WHAT THE TASK ASKS –
In the listing below, find each line that holds the string "short" and copy it.

----- TASK MATERIAL -----

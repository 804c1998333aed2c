use vacancy_rollup::aggregator::StreamingAggregator;
use vacancy_rollup::output::{Level, OutputRow, RollupSink};
use vacancy_rollup::source::{Period, TractMetrics, TractRecord};
use vacancy_rollup::utils::error::{OutputError, SourceError};

#[derive(Default)]
struct VecSink {
    rows: Vec<(Level, OutputRow)>,
}

impl VecSink {
    fn at(&self, level: Level) -> Vec<&OutputRow> {
        self.rows
            .iter()
            .filter(|(l, _)| *l == level)
            .map(|(_, r)| r)
            .collect()
    }
}

impl RollupSink for VecSink {
    fn write_row(&mut self, level: Level, row: &OutputRow) -> Result<(), OutputError> {
        self.rows.push((level, row.clone()));
        Ok(())
    }
}

fn record(geo_id: &str, addresses: u64, avg: f64) -> Result<TractRecord, SourceError> {
    Ok(TractRecord {
        geo_id: geo_id.to_string(),
        month: None,
        year: None,
        metrics: TractMetrics {
            active_res: addresses,
            res_vac: 2,
            avg_days_vacant: avg,
            vac_0_3: 1,
            vac_3_6: 0,
            vac_6_12: 1,
            vac_12_24: 0,
            vac_24_36: 0,
            vac_36_plus: 0,
        },
    })
}

#[test]
fn test_four_record_two_state_rollup() {
    let records = vec![
        record("010010001", 10, 5.0),
        record("010010002", 10, 5.0),
        record("010030001", 10, 5.0),
        record("020010001", 10, 5.0),
    ];

    let mut sink = VecSink::default();
    let counts = StreamingAggregator::new(Period::new(3, 2015))
        .run(records, &mut sink)
        .unwrap();

    assert_eq!(counts.tract_rows, 4);

    let counties = sink.at(Level::County);
    assert_eq!(counties.len(), 3);
    assert_eq!(counties[0].geo_id, "01001");
    assert_eq!(counties[0].totals.active_res, 20);
    assert_eq!(counties[0].totals.avg_days_vacant, 5.0);
    assert_eq!(counties[1].geo_id, "01003");
    assert_eq!(counties[1].totals.active_res, 10);
    assert_eq!(counties[2].geo_id, "02001");
    assert_eq!(counties[2].totals.active_res, 10);

    let states = sink.at(Level::State);
    assert_eq!(states.len(), 2);
    assert_eq!(states[0].geo_id, "01");
    assert_eq!(states[0].totals.active_res, 30);
    assert_eq!(states[1].geo_id, "02");
    assert_eq!(states[1].totals.active_res, 10);

    let national = sink.at(Level::National);
    assert_eq!(national.len(), 1);
    assert_eq!(national[0].totals.active_res, 40);
    assert_eq!(national[0].totals.avg_days_vacant, 5.0);
    assert_eq!(national[0].period, "03/2015");
}

#[test]
fn test_single_record_file_flushes_all_levels_once() {
    let mut sink = VecSink::default();
    StreamingAggregator::new(Period::new(3, 2015))
        .run(vec![record("010010001", 10, 5.0)], &mut sink)
        .unwrap();

    assert_eq!(sink.at(Level::Tract).len(), 1);
    assert_eq!(sink.at(Level::County).len(), 1);
    assert_eq!(sink.at(Level::State).len(), 1);
    assert_eq!(sink.at(Level::National).len(), 1);

    let county = sink.at(Level::County)[0];
    assert_eq!(county.totals.active_res, 10);
    assert_eq!(county.totals.avg_days_vacant, 5.0);
}

#[test]
fn test_mean_not_sum_for_days_vacant() {
    let records = vec![
        record("010010001", 1, 3.0),
        record("010010002", 1, 9.0),
    ];
    let mut sink = VecSink::default();
    StreamingAggregator::new(Period::new(3, 2015))
        .run(records, &mut sink)
        .unwrap();

    let county = sink.at(Level::County)[0];
    assert_eq!(county.totals.avg_days_vacant, 6.0);
    // counts still sum
    assert_eq!(county.totals.res_vac, 4);
}

#[test]
fn test_county_totals_conserve_to_national() {
    let records = vec![
        record("010010001", 7, 1.0),
        record("010030001", 11, 2.0),
        record("020010001", 13, 3.0),
    ];
    let mut sink = VecSink::default();
    StreamingAggregator::new(Period::new(3, 2015))
        .run(records, &mut sink)
        .unwrap();

    let county_sum: u64 = sink
        .at(Level::County)
        .iter()
        .map(|r| r.totals.active_res)
        .sum();
    assert_eq!(county_sum, sink.at(Level::National)[0].totals.active_res);
}

#[test]
fn test_consecutive_files_are_independent() {
    let mut sink = VecSink::default();
    StreamingAggregator::new(Period::new(3, 2015))
        .run(vec![record("010010001", 100, 50.0)], &mut sink)
        .unwrap();
    StreamingAggregator::new(Period::new(6, 2015))
        .run(vec![record("010010001", 1, 2.0)], &mut sink)
        .unwrap();

    let national = sink.at(Level::National);
    assert_eq!(national[0].totals.active_res, 100);
    assert_eq!(national[1].totals.active_res, 1);
    assert_eq!(national[1].totals.avg_days_vacant, 2.0);
}
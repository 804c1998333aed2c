//! Vacancy Rollup CLI
//!
//! Turns periodic tract-level housing vacancy extracts into roll-up
//! summary files at tract, county, state, and national scale.

use anyhow::{Context, Result};
use clap::{Parser, Subcommand};
use env_logger::Env;
use std::path::PathBuf;

use vacancy_rollup::commands::{execute_process, validate_args, ProcessArgs};
use vacancy_rollup::output::OUTPUT_HEADERS;
use vacancy_rollup::source::{CsvRecordSource, Period, SchemaVariant};
use vacancy_rollup::utils::config::SCHEMA_VERSION;

/// Vacancy Rollup - multi-scale summaries of housing vacancy extracts
#[derive(Parser, Debug)]
#[command(name = "vacancy-rollup")]
#[command(version, about, long_about = None)]
struct Cli {
    /// Subcommand to execute
    #[command(subcommand)]
    command: Commands,

    /// Enable verbose logging
    #[arg(short, long, global = true)]
    verbose: bool,
}

/// Available commands
#[derive(Subcommand, Debug)]
enum Commands {
    /// Roll up all matching extracts into the four output files
    Process {
        /// Glob pattern selecting input extract files
        #[arg(short, long, default_value = "*Data.csv")]
        input_glob: String,

        /// Directory receiving the four roll-up files
        #[arg(short, long, default_value = "rollups")]
        output_dir: PathBuf,

        /// Header casing variant to expect in the extracts
        #[arg(long, value_enum, default_value_t = SchemaVariant::Auto)]
        schema_variant: SchemaVariant,

        /// Write a machine-readable run summary to this path
        #[arg(long)]
        summary_json: Option<PathBuf>,
    },

    /// Inspect a single extract: schema variant, period, record count
    Inspect {
        /// Path to the extract file
        #[arg(short, long)]
        file: PathBuf,

        /// Header casing variant to expect
        #[arg(long, value_enum, default_value_t = SchemaVariant::Auto)]
        schema_variant: SchemaVariant,
    },

    /// Display the output schema
    Schema {
        /// Show full column details
        #[arg(long)]
        show: bool,
    },

    /// Display version information
    Version,
}

fn main() -> Result<()> {
    // Parse CLI arguments
    let cli = Cli::parse();

    // Setup logging
    let log_level = if cli.verbose { "debug" } else { "info" };
    env_logger::Builder::from_env(Env::default().default_filter_or(log_level)).init();

    // Execute command
    match cli.command {
        Commands::Process {
            input_glob,
            output_dir,
            schema_variant,
            summary_json,
        } => {
            let args = ProcessArgs {
                input_glob,
                output_dir,
                schema_variant,
                summary_json,
            };

            // Validate args first
            validate_args(&args)?;

            let summary = execute_process(args)?;
            if summary.files_failed > 0 {
                anyhow::bail!(
                    "{} of {} input file(s) failed; see log for details",
                    summary.files_failed,
                    summary.files_found
                );
            }
        }

        Commands::Inspect {
            file,
            schema_variant,
        } => {
            inspect_extract(file, schema_variant)?;
        }

        Commands::Schema { show } => {
            display_schema(show);
        }

        Commands::Version => {
            display_version();
        }
    }

    Ok(())
}

/// Inspect a single extract file
///
/// **Private** - internal command implementation
fn inspect_extract(path: PathBuf, variant: SchemaVariant) -> Result<()> {
    println!("Inspecting extract: {}", path.display());

    let source = CsvRecordSource::open(&path, variant)
        .with_context(|| format!("Failed to open {}", path.display()))?;

    let detected = source.columns().detected_variant();
    let in_record_period = source.columns().has_period_columns();

    let mut records = 0u64;
    let mut first_geoid = None;
    let mut last_geoid = None;
    let mut period_from_record = None;

    for record in source {
        let record =
            record.with_context(|| format!("Failed to read record {}", records + 1))?;
        if first_geoid.is_none() {
            first_geoid = Some(record.geo_id.clone());
            if let (Some(month), Some(year)) = (record.month, record.year) {
                period_from_record = Some(Period::new(month, year));
            }
        }
        last_geoid = Some(record.geo_id);
        records += 1;
    }

    let period = match period_from_record {
        Some(p) => p,
        None => Period::from_filename(&path).context("No reporting period found")?,
    };

    println!("✓ Readable extract");
    println!("  Header casing: {:?}", detected);
    println!(
        "  Period: {} ({})",
        period,
        if in_record_period {
            "from record fields"
        } else {
            "from filename"
        }
    );
    println!("  Records: {}", records);
    if let (Some(first), Some(last)) = (first_geoid, last_geoid) {
        println!("  First GEOID: {}", first);
        println!("  Last GEOID:  {}", last);
    }

    Ok(())
}

/// Display schema information
///
/// **Private** - internal command implementation
fn display_schema(show_details: bool) {
    println!("Vacancy Rollup Output Schema");
    println!("Current Version: {}", SCHEMA_VERSION);
    println!();

    if show_details {
        println!("All four destinations share one 11-column layout:");
        println!("  {:<16} - reporting period (MM/YYYY)", OUTPUT_HEADERS[0]);
        println!("  {:<16} - geography id (2/5/11 chars by scale)", OUTPUT_HEADERS[1]);
        println!("  {:<16} - active residential addresses", OUTPUT_HEADERS[2]);
        println!("  {:<16} - residential addresses vacant", OUTPUT_HEADERS[3]);
        println!("  {:<16} - mean days vacant (per-record mean)", OUTPUT_HEADERS[4]);
        println!("  {:<16} - vacant under 3 months", OUTPUT_HEADERS[5]);
        println!("  {:<16} - vacant 3-6 months", OUTPUT_HEADERS[6]);
        println!("  {:<16} - vacant 6-12 months", OUTPUT_HEADERS[7]);
        println!("  {:<16} - vacant 12-24 months", OUTPUT_HEADERS[8]);
        println!("  {:<16} - vacant 24-36 months", OUTPUT_HEADERS[9]);
        println!("  {:<16} - vacant 36+ months", OUTPUT_HEADERS[10]);
    } else {
        println!("Use --show for detailed schema information");
    }
}

/// Display version information
///
/// **Private** - internal command implementation
fn display_version() {
    println!("Vacancy Rollup v{}", env!("CARGO_PKG_VERSION"));
    println!("Output Schema: v{}", SCHEMA_VERSION);
    println!();
    println!("Multi-scale roll-up summaries of census-tract housing vacancy extracts.");
}
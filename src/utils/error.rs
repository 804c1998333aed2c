//! Error types for the entire application.
//!
//! We use `thiserror` for library-style errors with custom types,
//! and `anyhow` for application-level error propagation in main.rs and commands.

use thiserror::Error;

/// Errors that can occur while reading an input extract
#[derive(Error, Debug)]
pub enum SourceError {
    #[error("failed to read input file: {0}")]
    Io(#[from] std::io::Error),

    #[error("CSV parse failed: {0}")]
    Csv(#[from] csv::Error),

    #[error("expected column not found in header: {0}")]
    MissingColumn(String),

    #[error("input file has no header row")]
    MissingHeader,

    #[error("row {row}: column {column} holds non-numeric value {value:?}")]
    InvalidNumber {
        row: u64,
        column: &'static str,
        value: String,
    },

    #[error("no reporting period in record fields or filename: {0}")]
    UnknownPeriod(String),
}

/// Errors that can occur inside the streaming aggregation pass
#[derive(Error, Debug)]
pub enum AggregateError {
    #[error("geographic identifier too short to derive keys: {0:?}")]
    MalformedKey(String),

    #[error(transparent)]
    Source(#[from] SourceError),

    #[error(transparent)]
    Sink(#[from] OutputError),
}

/// Errors that can occur while writing roll-up files
#[derive(Error, Debug)]
pub enum OutputError {
    #[error("failed to write roll-up row: {0}")]
    WriteFailed(#[from] csv::Error),

    #[error("IO error: {0}")]
    Io(#[from] std::io::Error),

    #[error("invalid output path: {0}")]
    InvalidPath(String),
}

impl AggregateError {
    /// Whether this error must abort the whole run rather than just the
    /// current input file. Partial output across the four destinations is
    /// not acceptable, so sink failures are never skipped.
    pub fn is_fatal_for_run(&self) -> bool {
        matches!(self, AggregateError::Sink(_))
    }
}
//! Vacancy Rollup
//!
//! Multi-scale roll-up summaries of census-tract housing vacancy extracts.
//!
//! One input file per reporting period, one record per tract; the output is
//! four delimited files holding the same metrics at tract, county, state,
//! and national granularity.
//!
//! This crate provides the core implementation for the
//! `vacancy-rollup` CLI tool.

pub mod aggregator;
pub mod commands;
pub mod output;
pub mod source;
pub mod utils;
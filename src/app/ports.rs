use async_trait::async_trait;

use crate::error::Result;
use crate::types::{Coordinates, RawRecord};

/// Professional directory feed, scoped by postal code
#[async_trait]
pub trait DirectoryFeedPort: Send + Sync {
    async fn fetch_records(&self, postal_code: &str) -> Result<Vec<RawRecord>>;
}

/// Asks the upstream source to rescan and repopulate its store for a postal code.
/// The body is returned as-is; interpreting an `error` member is up to the caller.
#[async_trait]
pub trait RefreshTriggerPort: Send + Sync {
    async fn trigger_refresh(&self, postal_code: &str) -> Result<serde_json::Value>;
}

/// Feed of geo-tagged records for the heatmap
#[async_trait]
pub trait MapPointFeedPort: Send + Sync {
    async fn fetch_points(&self) -> Result<Vec<RawRecord>>;
}

/// Free-text geocoding; matches come back in the provider's relevance order
#[async_trait]
pub trait GeocoderPort: Send + Sync {
    async fn search(&self, query: &str) -> Result<Vec<Coordinates>>;
}
use async_trait::async_trait;
use reqwest::Client;
use serde::Deserialize;
use tracing::{debug, instrument, warn};

use crate::app::ports::GeocoderPort;
use crate::config::GeocoderConfig;
use crate::constants::GEOCODER_FEED;
use crate::error::Result;
use crate::infra::http_client::{build_client, endpoint, feed_error};
use crate::observability::metrics;
use crate::types::Coordinates;

/// One search hit; Nominatim encodes coordinates as strings
#[derive(Debug, Deserialize)]
struct Place {
    lat: String,
    lon: String,
    #[serde(default)]
    display_name: Option<String>,
}

impl Place {
    fn coordinates(&self) -> Option<Coordinates> {
        let lat = self.lat.trim().parse::<f64>().ok()?;
        let lng = self.lon.trim().parse::<f64>().ok()?;
        Some(Coordinates::new(lat, lng))
    }
}

/// Geocoder backed by the OpenStreetMap Nominatim search API
pub struct NominatimGeocoder {
    client: Client,
    base_url: String,
}

impl NominatimGeocoder {
    pub fn new(config: &GeocoderConfig) -> Result<Self> {
        Ok(Self {
            client: build_client(config.timeout_seconds, Some(config.user_agent.as_str()))?,
            base_url: config.base_url.clone(),
        })
    }
}

/// Keep provider order; drop hits whose coordinates do not parse.
fn to_coordinates(places: &[Place]) -> Vec<Coordinates> {
    places
        .iter()
        .filter_map(|place| {
            let coordinates = place.coordinates();
            if coordinates.is_none() {
                warn!("Skipping geocoder hit with unparsable coordinates: {:?}", place.display_name);
            }
            coordinates
        })
        .collect()
}

#[async_trait]
impl GeocoderPort for NominatimGeocoder {
    #[instrument(skip(self))]
    async fn search(&self, query: &str) -> Result<Vec<Coordinates>> {
        let url = endpoint(&self.base_url, "search");

        let places: Vec<Place> = self
            .client
            .get(&url)
            .query(&[("format", "json"), ("q", query)])
            .send()
            .await
            .and_then(|resp| resp.error_for_status())
            .map_err(feed_error(GEOCODER_FEED))?
            .json()
            .await
            .map_err(feed_error(GEOCODER_FEED))?;

        debug!("Nominatim returned {} places", places.len());
        metrics::feeds::request_succeeded(GEOCODER_FEED, places.len());
        Ok(to_coordinates(&places))
    }
}

#[cfg(test)]
mod tests {
    use super::*;

    #[test]
    fn test_parse_nominatim_reply() {
        let body = r#"[
            {"place_id": 1, "lat": "12.9716", "lon": "77.5946", "display_name": "Bengaluru"},
            {"place_id": 2, "lat": "bogus", "lon": "77.0"},
            {"place_id": 3, "lat": "13.0827", "lon": "80.2707", "display_name": "Chennai"}
        ]"#;

        let places: Vec<Place> = serde_json::from_str(body).unwrap();
        let coordinates = to_coordinates(&places);

        assert_eq!(
            coordinates,
            vec![Coordinates::new(12.9716, 77.5946), Coordinates::new(13.0827, 80.2707)]
        );
    }
}
pub mod config;
pub mod constants;
pub mod error;
pub mod logging;
pub mod pipeline;
pub mod types;

// Application and infrastructure boundaries
pub mod app;
pub mod infra;
pub mod observability;

pub use error::{MapError, Result};
pub use pipeline::classify::classify;
pub use pipeline::filter::filter;
pub use pipeline::heat::aggregate;
pub use pipeline::normalize::normalize;
pub use types::{Category, CategoryFilter, Coordinates, FilterState, GeoSample, HeatPoint, Persona, RawRecord};
use async_trait::async_trait;
use reqwest::{Client, StatusCode};
use serde_json::Value;
use tracing::{debug, instrument};

use crate::app::ports::{DirectoryFeedPort, RefreshTriggerPort};
use crate::config::DirectoryConfig;
use crate::constants::{DIRECTORY_FEED, REFRESH_FEED};
use crate::error::{MapError, Result};
use crate::infra::http_client::{build_client, endpoint, feed_error};
use crate::observability::metrics;
use crate::types::RawRecord;

/// HTTP adapter for the professional directory backend
/// (`GET /personas?postalCode=` and `POST /scrape?postalCode=`)
pub struct HttpDirectoryFeed {
    client: Client,
    base_url: String,
}

impl HttpDirectoryFeed {
    pub fn new(config: &DirectoryConfig) -> Result<Self> {
        Ok(Self {
            client: build_client(config.timeout_seconds, None)?,
            base_url: config.base_url.clone(),
        })
    }
}

#[async_trait]
impl DirectoryFeedPort for HttpDirectoryFeed {
    #[instrument(skip(self))]
    async fn fetch_records(&self, postal_code: &str) -> Result<Vec<RawRecord>> {
        let url = endpoint(&self.base_url, "personas");
        debug!("GET {}", url);

        let records: Vec<RawRecord> = self
            .client
            .get(&url)
            .query(&[("postalCode", postal_code)])
            .send()
            .await
            .and_then(|resp| resp.error_for_status())
            .map_err(feed_error(DIRECTORY_FEED))?
            .json()
            .await
            .map_err(feed_error(DIRECTORY_FEED))?;

        metrics::feeds::request_succeeded(DIRECTORY_FEED, records.len());
        Ok(records)
    }
}

#[async_trait]
impl RefreshTriggerPort for HttpDirectoryFeed {
    #[instrument(skip(self))]
    async fn trigger_refresh(&self, postal_code: &str) -> Result<Value> {
        let url = endpoint(&self.base_url, "scrape");
        debug!("POST {}", url);

        let resp = self
            .client
            .post(&url)
            .query(&[("postalCode", postal_code)])
            .send()
            .await
            .map_err(feed_error(REFRESH_FEED))?;
        let status = resp.status();
        let body = resp.text().await.map_err(feed_error(REFRESH_FEED))?;

        match parse_refresh_reply(status, &body) {
            Ok(reply) => {
                metrics::feeds::request_succeeded(REFRESH_FEED, 1);
                Ok(reply)
            }
            Err(e) => {
                metrics::feeds::request_failed(REFRESH_FEED);
                Err(e)
            }
        }
    }
}

/// Failed scrapes usually still answer with an `{"error": ...}` body, which
/// carries a better message than the status line, so any JSON body is passed
/// on whatever the status.
fn parse_refresh_reply(status: StatusCode, body: &str) -> Result<Value> {
    match serde_json::from_str::<Value>(body) {
        Ok(reply) => Ok(reply),
        Err(_) if !status.is_success() => Err(MapError::feed_unavailable(REFRESH_FEED, format!("HTTP {}", status))),
        Err(e) => Err(MapError::feed_unavailable(REFRESH_FEED, format!("invalid JSON reply: {}", e))),
    }
}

-----

RESPONSE FOR THIS EXERCISE –
    #[arg(short, long, global = true)]
        #[arg(short, long, default_value = "*Data.csv")]
        #[arg(short, long, default_value = "rollups")]
        #[arg(short, long)]
    #[error("geographic identifier too short to derive keys: {0:?}")]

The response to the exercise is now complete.